Step 2: Take gradient
\[\nabla_\theta J(\theta) = \nabla_\theta \int p_\theta(\tau) r(\tau) d\tau = \int \nabla_\theta p_\theta(\tau) r(\tau) d\tau\]Step 3: Log-derivative trick
Key identity: $\nabla_\theta \log p_\theta(\tau) = \frac{\nabla_\theta p_\theta(\tau)}{p_\theta(\tau)}$
Therefore: $\nabla_\theta p_\theta(\tau) = p_\theta(\tau) \nabla_\theta \log p_\theta(\tau)$
Derivation of identity: \(\nabla_\theta \log p_\theta(\tau) = \nabla_\theta \log p_\theta(\tau) \cdot \frac{p_\theta(\tau)}{p_\theta(\tau)} = \frac{\nabla_\theta p_\theta(\tau)}{p_\theta(\tau)}\)
Substituting back:
\[\nabla_\theta J(\theta) = \int p_\theta(\tau) \nabla_\theta \log p_\theta(\tau) r(\tau) d\tau = \mathbb{E}_{\tau \sim p_\theta(\tau)} \left[ \nabla_\theta \log p_\theta(\tau) \cdot r(\tau) \right]\]Step 4: Simplify log probability
Recall: $p_\theta(\tau) = p(s_1) \prod_t \pi_\theta(a_t \mid s_t) p(s_{t+1} \mid s_t, a_t)$
Taking log:
\[\log p_\theta(\tau) = \log p(s_1) + \sum_t \log \pi_\theta(a_t|s_t) + \sum_t \log p(s_{t+1}|s_t, a_t)\]Taking gradient (only policy $\pi_\theta$ depends on $\theta$):
\[\nabla_\theta \log p_\theta(\tau) = \sum_t \nabla_\theta \log \pi_\theta(a_t|s_t)\]Step 5: Final policy gradient formula
\[\nabla_\theta J(\theta) = \mathbb{E}_{\tau \sim p_\theta(\tau)} \left[ \left(\sum_t \nabla_\theta \log \pi_\theta(a_t|s_t)\right) \left(\sum_t r(s_t, a_t)\right) \right]\]Step 6: Monte Carlo estimate
\[\nabla_\theta J(\theta) \approx \frac{1}{N} \sum_{i=1}^N \left(\sum_{t=1}^T \nabla_\theta \log \pi_\theta(a_{i,t}|s_{i,t})\right) \left(\sum_{t=1}^T r(s_{i,t}, a_{i,t})\right)\]REINFORCE Algorithm (Vanilla Policy Gradient)
Loop:
- Sample trajectories ${\tau^i}$ from current policy $\pi_\theta(a_t\mid s_t)$
- Compute gradient: \(\nabla_\theta J(\theta) \approx \sum_i \left(\sum_t \nabla_\theta \log \pi_\theta(a_t^i|s_t^i)\right) \left(\sum_t r(s_t^i, a_t^i)\right)\)

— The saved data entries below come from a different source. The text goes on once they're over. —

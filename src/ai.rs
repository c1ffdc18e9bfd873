// Opponent strategies: uniform random fire and hunt/search heuristics.
// Both only read the board through `BoardView`.

use alloc::vec::Vec;
use log::debug;
use rand::{seq::IndexedRandom, Rng, RngCore};

use crate::{
    board::{playable_cells, BoardView},
    common::StrategyError,
    coord::{Coordinate, DIRECTIONS},
    player::Strategy,
};

/// Fires at a uniformly random unattacked cell, never the same one twice.
#[derive(Debug, Clone)]
pub struct RandomStrategy {
    width: usize,
    height: usize,
    candidates: Vec<Coordinate>,
}

impl RandomStrategy {
    pub fn new(width: usize, height: usize) -> Self {
        Self {
            width,
            height,
            candidates: playable_cells(width, height),
        }
    }

    /// Cells not yet handed out.
    pub fn remaining(&self) -> usize {
        self.candidates.len()
    }
}

impl Strategy for RandomStrategy {
    fn select_move(
        &mut self,
        board: &dyn BoardView,
        rng: &mut dyn RngCore,
    ) -> Result<Coordinate, StrategyError> {
        while !self.candidates.is_empty() {
            let i = rng.random_range(0..self.candidates.len());
            let c = self.candidates.swap_remove(i);
            if board.is_playable(c) && !board.is_attacked(c) {
                debug!("random strategy fires at {}", c);
                return Ok(c);
            }
        }
        Err(StrategyError::NoCandidates)
    }

    fn reset(&mut self) {
        self.candidates = playable_cells(self.width, self.height);
    }
}

/// Switches for [`HeuristicStrategy`].
#[derive(Debug, Clone, Copy, PartialEq, Eq, Default)]
pub struct HeuristicConfig {
    /// Treat an uncovered treasure like a hit and probe around it.
    pub react_to_treasure: bool,
    /// Follow lines of adjacent hits first and search on a checkerboard.
    pub aggressive: bool,
}

/// Hunt/search opponent.
///
/// While some hit vessel is still afloat it fires at the orthogonal
/// neighbours of the most recent such hit ("hunt"); otherwise it fires at a
/// random cell from its pool ("search"). The outcome of each move is read
/// back from the board at the start of the next call.
#[derive(Debug, Clone)]
pub struct HeuristicStrategy {
    config: HeuristicConfig,
    width: usize,
    height: usize,
    pool: Vec<Coordinate>,
    unresolved: Vec<Coordinate>,
    last_move: Option<Coordinate>,
}

impl HeuristicStrategy {
    pub fn new(width: usize, height: usize, config: HeuristicConfig) -> Self {
        Self {
            config,
            width,
            height,
            pool: playable_cells(width, height),
            unresolved: Vec::new(),
            last_move: None,
        }
    }

    pub fn config(&self) -> HeuristicConfig {
        self.config
    }

    /// `true` while there are hits whose vessel is not yet destroyed.
    pub fn is_hunting(&self) -> bool {
        !self.unresolved.is_empty()
    }

    /// Hits (and, if configured, treasures) still being hunted around.
    pub fn unresolved_hits(&self) -> &[Coordinate] {
        &self.unresolved
    }

    fn absorb_last_move(&mut self, board: &dyn BoardView) {
        let Some(last) = self.last_move.take() else {
            return;
        };
        let Some(marker) = board.marker_at(last) else {
            return;
        };
        if !marker.is_hit() {
            return;
        }
        if marker.is_ship() || (self.config.react_to_treasure && marker.is_treasure()) {
            self.unresolved.push(last);
        }
    }

    /// Drop hits on destroyed vessels, and treasure entries with nothing
    /// left to probe.
    fn prune_resolved(&mut self, board: &dyn BoardView) {
        self.unresolved.retain(|&c| {
            match board.marker_at(c).and_then(|m| m.vessel()) {
                Some(id) => board.vessel(id).is_some_and(|v| !v.is_destroyed()),
                None => open_neighbours(board, c).next().is_some(),
            }
        });
    }

    fn hunt_target(&self, board: &dyn BoardView, rng: &mut dyn RngCore) -> Option<Coordinate> {
        if self.config.aggressive {
            let line = self.line_extensions(board);
            if let Some(&c) = line.choose(rng) {
                return Some(c);
            }
        }
        for &hit in self.unresolved.iter().rev() {
            let options: Vec<Coordinate> = open_neighbours(board, hit).collect();
            if let Some(&c) = options.choose(rng) {
                return Some(c);
            }
        }
        None
    }

    /// Open cells at either end of a run of two or more struck vessel cells.
    fn line_extensions(&self, board: &dyn BoardView) -> Vec<Coordinate> {
        let mut out = Vec::new();
        for &hit in &self.unresolved {
            if !struck_ship(board, hit) {
                continue;
            }
            for &(dx, dy) in &DIRECTIONS {
                let Some(next) = hit.offset(dx, dy) else {
                    continue;
                };
                if !struck_ship(board, next) {
                    continue;
                }
                let mut end = next;
                while let Some(step) = end.offset(dx, dy) {
                    if struck_ship(board, step) {
                        end = step;
                        continue;
                    }
                    if board.is_playable(step) && !board.is_attacked(step) && !out.contains(&step) {
                        out.push(step);
                    }
                    break;
                }
            }
        }
        out
    }

    fn search_target(
        &mut self,
        board: &dyn BoardView,
        rng: &mut dyn RngCore,
    ) -> Result<Coordinate, StrategyError> {
        self.pool
            .retain(|&c| board.is_playable(c) && !board.is_attacked(c));
        if self.config.aggressive {
            // every vessel is at least two long, so it covers one of these
            let parity: Vec<Coordinate> = self
                .pool
                .iter()
                .copied()
                .filter(|c| (c.x + c.y) % 2 == 0)
                .collect();
            if let Some(&c) = parity.choose(rng) {
                return Ok(c);
            }
        }
        self.pool
            .choose(rng)
            .copied()
            .ok_or(StrategyError::NoCandidates)
    }
}

impl Strategy for HeuristicStrategy {
    fn select_move(
        &mut self,
        board: &dyn BoardView,
        rng: &mut dyn RngCore,
    ) -> Result<Coordinate, StrategyError> {
        self.absorb_last_move(board);
        self.prune_resolved(board);

        let choice = match self.hunt_target(board, rng) {
            Some(c) => {
                debug!("heuristic strategy hunts at {}", c);
                c
            }
            None => {
                let c = self.search_target(board, rng)?;
                debug!("heuristic strategy searches at {}", c);
                c
            }
        };
        self.pool.retain(|&c| c != choice);
        self.last_move = Some(choice);
        Ok(choice)
    }

    fn reset(&mut self) {
        self.pool = playable_cells(self.width, self.height);
        self.unresolved.clear();
        self.last_move = None;
    }
}

fn struck_ship(board: &dyn BoardView, at: Coordinate) -> bool {
    board
        .marker_at(at)
        .is_some_and(|m| m.is_hit() && m.is_ship())
}

fn open_neighbours(board: &dyn BoardView, at: Coordinate) -> impl Iterator<Item = Coordinate> + '_ {
    at.orthogonal_neighbours()
        .filter(move |&n| board.is_playable(n) && !board.is_attacked(n))
}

- Update: $\theta \leftarrow \theta + \alpha \nabla_\theta J(\theta)$
Intuition:
- Increase log-probability of actions taken in high-reward trajectories
- Decrease log-probability of actions taken in low-reward trajectories
- Formalization of “trial-and-error” learning
Relationship to Imitation Learning
Imitation Learning (Behavioral Cloning) objective:
\[\min_{\theta} -\mathbb{E}_{(s,a) \sim \mathcal{D}} [\log \pi_\theta(a|s)]\]This is equivalent to maximizing: \(\mathbb{E}_{(s,a) \sim \mathcal{D}} [\log \pi_\theta(a\mid s)]\)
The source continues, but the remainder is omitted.